The Ministry of Health is responsible for national health policy and the overall organisation and functioning of the health system. The Bulgarian health system was reformed under the Health Insurance Act of 1998 into a health insurance system with compulsory and voluntary health insurance. The key players in the insurance system are the insured individuals, the healthcare providers and the third-party payers: the National Health Insurance Fund, the single payer in the social health insurance (SHI) system, and voluntary health insurance companies (VHICs).


The health insurance system covers diagnostic, treatment and rehabilitation services as well as medications for insured individuals and the Ministry of Health is responsible for public health services, emergency care, transplantations, transfusion haematology, tuberculosis treatment and inpatient mental healthcare.
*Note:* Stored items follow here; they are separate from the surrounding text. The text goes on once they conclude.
//! Everything the dashboard tabs display, computed in one pass over the table.

use crate::data::columns::{DEPARTMENT, EMPLOYEE_SOURCE, RACE, SEX};
use crate::data::FilterDimension;
use crate::stats::counts::{CategoryCount, CountCalculator, DepartmentDiversity, GroupedCounts};
use crate::stats::error::AnalyticsError;
use crate::stats::headcount::{AttritionRate, HeadcountCalculator, HeadcountSeries};
use crate::stats::summary::WorkforceSummary;
use polars::prelude::*;
use tracing::{info, warn};

#[derive(Debug, Clone)]
pub struct DashboardData {
    /// Recruitment source counts, ascending.
    pub sources: Vec<CategoryCount>,
    pub dimension: FilterDimension,
    pub sources_by_dimension: Option<GroupedCounts>,
    pub gender_by_department: Option<GroupedCounts>,
    pub race_by_department: Option<GroupedCounts>,
    pub diversity: Vec<DepartmentDiversity>,
    pub headcount: HeadcountSeries,
    pub attrition_window_months: u32,
    pub attrition: Option<AttritionRate>,
    pub monthly_attrition: Vec<AttritionRate>,
    pub terminations: Vec<chrono::NaiveDate>,
    pub summary: WorkforceSummary,
    /// Views that could not be built, e.g. because an optional column is absent.
    pub warnings: Vec<String>,
}

impl DashboardData {
    /// Build every view. Only the recruitment source counts, the date columns and the
    /// summary are mandatory; the other views are dropped with a warning when they fail.
    pub fn compute(
        df: &DataFrame,
        dimension: FilterDimension,
        attrition_window_months: u32,
    ) -> Result<Self, AnalyticsError> {
        let mut warnings = Vec::new();

        let sources = CountCalculator::value_counts(df, EMPLOYEE_SOURCE, true)?;
        let sources_by_dimension = optional(
            CountCalculator::grouped_counts(df, EMPLOYEE_SOURCE, dimension.column()),
            &mut warnings,
        );
        let gender_by_department =
            optional(CountCalculator::grouped_counts(df, DEPARTMENT, SEX), &mut warnings);
        let race_by_department =
            optional(CountCalculator::grouped_counts(df, DEPARTMENT, RACE), &mut warnings);
        let diversity =
            optional(CountCalculator::diversity_by_department(df), &mut warnings).unwrap_or_default();

        let dates = HeadcountCalculator::from_frame(df)?;
        if dates.invalid > 0 {
            warnings.push(format!("{} dates could not be parsed", dates.invalid));
        }
        let headcount = HeadcountCalculator::daily_headcount(&dates.hires, &dates.terminations);
        let attrition = HeadcountCalculator::latest_attrition(
            &headcount,
            &dates.terminations,
            attrition_window_months,
        );
        let monthly_attrition =
            HeadcountCalculator::monthly_attrition(&headcount, &dates.terminations);

        let summary = WorkforceSummary::compute(df)?;

        // one missing column can disable several views
        let mut seen = std::collections::HashSet::new();
        warnings.retain(|w| seen.insert(w.clone()));

        info!(
            sources = sources.len(),
            departments = diversity.len(),
            days = headcount.len(),
            warnings = warnings.len(),
            "dashboard data computed"
        );

        Ok(Self {
            sources,
            dimension,
            sources_by_dimension,
            gender_by_department,
            race_by_department,
            diversity,
            headcount,
            attrition_window_months,
            attrition,
            monthly_attrition,
            terminations: dates.terminations,
            summary,
            warnings,
        })
    }

    /// Recompute the grouped recruitment chart for another dropdown value.
    pub fn set_dimension(
        &mut self,
        df: &DataFrame,
        dimension: FilterDimension,
    ) -> Result<(), AnalyticsError> {
        self.sources_by_dimension = Some(CountCalculator::grouped_counts(
            df,
            EMPLOYEE_SOURCE,
            dimension.column(),
        )?);
        self.dimension = dimension;
        Ok(())
    }

    /// Recompute the headline attrition rate for another window length.
    pub fn set_attrition_window(&mut self, months: u32) {
        self.attrition_window_months = months;
        self.attrition =
            HeadcountCalculator::latest_attrition(&self.headcount, &self.terminations, months);
    }

    /// Bring the data in line with the current control values. Used when a
    /// background computation finishes after the user changed a control.
    pub fn sync_settings(
        &mut self,
        df: &DataFrame,
        dimension: FilterDimension,
        attrition_window_months: u32,
    ) -> Result<(), AnalyticsError> {
        if self.attrition_window_months != attrition_window_months {
            self.set_attrition_window(attrition_window_months);
        }
        if self.dimension != dimension {
            // keep the chart title consistent with the dropdown even when the column is absent
            self.dimension = dimension;
            self.sources_by_dimension = None;
            self.set_dimension(df, dimension)?;
        }
        Ok(())
    }

    pub fn department(&self, name: &str) -> Option<&DepartmentDiversity> {
        self.diversity.iter().find(|d| d.department == name)
    }
}

fn optional<T>(result: Result<T, AnalyticsError>, warnings: &mut Vec<String>) -> Option<T> {
    match result {
        Ok(value) => Some(value),
        Err(e) => {
            warn!(error = %e, "dashboard view unavailable");
            warnings.push(e.to_string());
            None
        }
    }
}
Healthcare providers are autonomous self-governing organisations. The private sector includes all primary medical, dental and pharmaceutical care, most of the specialised outpatient care and some hospitals whereas the university hospitals and national centres, national specialised hospitals are run by the state. The state is also in charge of centres for emergency medical care, psychiatric hospitals, centres for transfusion haematology and dialysis, as well as 51% of the capital of regional hospitals.



Bulgaria has a mixed public–private healthcare financing system. Healthcare is financed from compulsory health insurance contributions, taxes, out-ofpocket (OOP) payments, voluntary health insurance premiums, corporate payments, donations, and external funding. Total health expenditure as a share of gross domestic product (GDP) increased from 5.3% in 1995 to 7.3% in 2008. The structure of total health expenditure has been changing over time, with private expenditure increasing at the expense of public financing. In 2008, public expenditure on health as a share of total health expenditure was 57.8% while private expenditure accounted for 42.2%.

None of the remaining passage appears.